● **Exercise objective**: Whenever the string "find" turns up in a line of the data below, copy that line.

● **Records to use**:
--- START ---

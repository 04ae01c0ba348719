use anyhow::{Context, Result};
use regex::Regex;

const SNIPPET_WINDOW_CHARS: usize = 200;

const LIGATURES: [(char, &str); 7] = [
    ('\u{fb00}', "ff"),
    ('\u{fb01}', "fi"),
    ('\u{fb02}', "fl"),
    ('\u{fb03}', "ffi"),
    ('\u{fb04}', "ffl"),
    ('\u{fb05}', "ft"),
    ('\u{fb06}', "st"),
];

/// Turns raw extracted chunk text into a readable single-line snippet.
pub(super) struct SnippetCleaner {
    heading_marks: Regex,
    inline_code: Regex,
    bold: Regex,
    italic_star: Regex,
    italic_underscore: Regex,
    space_run: Regex,
    line_breaks: Regex,
}

impl SnippetCleaner {
    pub(super) fn new() -> Result<Self> {
        Ok(Self {
            heading_marks: Regex::new(r"#+").context("failed to compile heading mark regex")?,
            inline_code: Regex::new(r"`([^`]+)`").context("failed to compile inline code regex")?,
            bold: Regex::new(r"\*\*([^*]+)\*\*").context("failed to compile bold regex")?,
            italic_star: Regex::new(r"\*([^*]+)\*").context("failed to compile italic regex")?,
            italic_underscore: Regex::new(r"_([^_]+)_")
                .context("failed to compile underscore emphasis regex")?,
            space_run: Regex::new(r"[ ]{2,}").context("failed to compile space run regex")?,
            line_breaks: Regex::new(r"\s*\n+\s*").context("failed to compile line break regex")?,
        })
    }

    pub(super) fn clean(&self, text: &str) -> String {
        let mut text = text.to_string();
        for (ligature, replacement) in LIGATURES {
            if text.contains(ligature) {
                text = text.replace(ligature, replacement);
            }
        }

        // Some extractors leave the bullet escape in the text literally.
        let text = text
            .replace("\\u2022", "-")
            .replace('\u{2022}', "-")
            .replace("-.", "-")
            .replace('\u{2019}', "'")
            .replace(['\u{201c}', '\u{201d}'], "\"");

        let text = self.heading_marks.replace_all(&text, "");
        let text = self.inline_code.replace_all(&text, "$1");
        let text = self.bold.replace_all(&text, "$1");
        let text = self.italic_star.replace_all(&text, "$1");
        let text = self.italic_underscore.replace_all(&text, "$1");
        let text = self.space_run.replace_all(&text, " ");
        let text = self.line_breaks.replace_all(&text, " ");

        let joined = text
            .split(". ")
            .map(str::trim)
            .filter(|part| !part.is_empty())
            .collect::<Vec<&str>>()
            .join(". ");

        capitalize_first(joined.trim_matches([' ', '.']))
    }
}

fn capitalize_first(text: &str) -> String {
    let mut chars = text.chars();
    match chars.next() {
        Some(first) => first.to_uppercase().chain(chars).collect(),
        None => String::new(),
    }
}

/// The first 200 characters of a chunk, cut back to the last full stop inside them.
pub(super) fn snippet_window(text: &str) -> &str {
    let end = text
        .char_indices()
        .nth(SNIPPET_WINDOW_CHARS)
        .map(|(index, _)| index)
        .unwrap_or(text.len());
    super::chunking::trim_to_last_period(&text[..end])
}

/// First non-blank line of a chunk, trimmed.
pub(super) fn section_title(text: &str) -> String {
    text.lines()
        .map(str::trim)
        .find(|line| !line.is_empty())
        .unwrap_or_default()
        .to_string()
}
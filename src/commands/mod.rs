pub mod outline;
pub mod search;
use std::fs;
use std::path::{Path, PathBuf};

use anyhow::{Context, Result, bail};
use serde::Deserialize;

use crate::model::SearchMetadata;
use crate::util::file_name_string;

const COMMON_DATA_DIRS: [&str; 5] = ["data", "PDFs", "pdfs", "documents", "docs"];

#[derive(Debug, Default, Deserialize)]
struct SearchSpec {
    query: Option<String>,
    challenge_info: Option<ChallengeInfo>,
    data_path: Option<String>,
    persist_dir: Option<String>,
    #[serde(default)]
    documents: Vec<serde_json::Value>,
    persona: Option<Persona>,
    job_to_be_done: Option<JobToBeDone>,
}

#[derive(Debug, Default, Deserialize)]
struct ChallengeInfo {
    description: Option<String>,
}

#[derive(Debug, Default, Deserialize)]
struct Persona {
    role: Option<String>,
}

#[derive(Debug, Default, Deserialize)]
struct JobToBeDone {
    task: Option<String>,
}

/// A search spec with every path made absolute against the spec's own directory.
#[derive(Debug, Clone)]
pub(super) struct ResolvedSearchSpec {
    pub(super) query: String,
    pub(super) data_dir: PathBuf,
    pub(super) persist_dir: Option<PathBuf>,
    pub(super) metadata: SearchMetadata,
}

pub(super) fn load_search_spec(path: &Path) -> Result<ResolvedSearchSpec> {
    let raw = fs::read(path).with_context(|| format!("failed to read {}", path.display()))?;
    let spec: SearchSpec = serde_json::from_slice(&raw)
        .with_context(|| format!("failed to parse search spec {}", path.display()))?;

    let spec_dir = path
        .parent()
        .filter(|parent| !parent.as_os_str().is_empty())
        .map(Path::to_path_buf)
        .unwrap_or_else(|| PathBuf::from("."));

    resolve_search_spec(spec, &spec_dir)
}

fn resolve_search_spec(spec: SearchSpec, spec_dir: &Path) -> Result<ResolvedSearchSpec> {
    let query = spec
        .query
        .as_deref()
        .map(str::trim)
        .filter(|value| !value.is_empty())
        .or_else(|| {
            spec.challenge_info
                .as_ref()
                .and_then(|info| info.description.as_deref())
                .map(str::trim)
                .filter(|value| !value.is_empty())
        })
        .map(str::to_string);
    let Some(query) = query else {
        bail!("search spec must include a 'query' field or a 'challenge_info.description'");
    };

    let data_dir = match spec.data_path.as_deref() {
        Some(data_path) => resolve_relative(spec_dir, data_path),
        None => COMMON_DATA_DIRS
            .iter()
            .map(|name| spec_dir.join(name))
            .find(|candidate| candidate.exists())
            .unwrap_or_else(|| spec_dir.join("data")),
    };
    if !data_dir.is_dir() {
        bail!("data directory not found: {}", data_dir.display());
    }

    let persist_dir = spec
        .persist_dir
        .as_deref()
        .map(|value| resolve_relative(spec_dir, value));

    let metadata = SearchMetadata {
        input_documents: spec.documents.iter().filter_map(document_name).collect(),
        persona: spec
            .persona
            .and_then(|persona| persona.role)
            .unwrap_or_default(),
        job_to_be_done: spec
            .job_to_be_done
            .and_then(|job| job.task)
            .unwrap_or_default(),
    };

    Ok(ResolvedSearchSpec {
        query,
        data_dir,
        persist_dir,
        metadata,
    })
}

fn resolve_relative(base: &Path, value: &str) -> PathBuf {
    let path = PathBuf::from(value);
    if path.is_absolute() {
        path
    } else {
        base.join(path)
    }
}

fn document_name(value: &serde_json::Value) -> Option<String> {
    let raw = match value {
        serde_json::Value::String(name) => name.as_str(),
        serde_json::Value::Object(fields) => fields.get("filename")?.as_str()?,
        _ => return None,
    };
    Some(file_name_string(Path::new(raw)))
}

--- END ---

● **Solution to this task**:
        .find(|line| !line.is_empty())
            .find(|candidate| candidate.exists())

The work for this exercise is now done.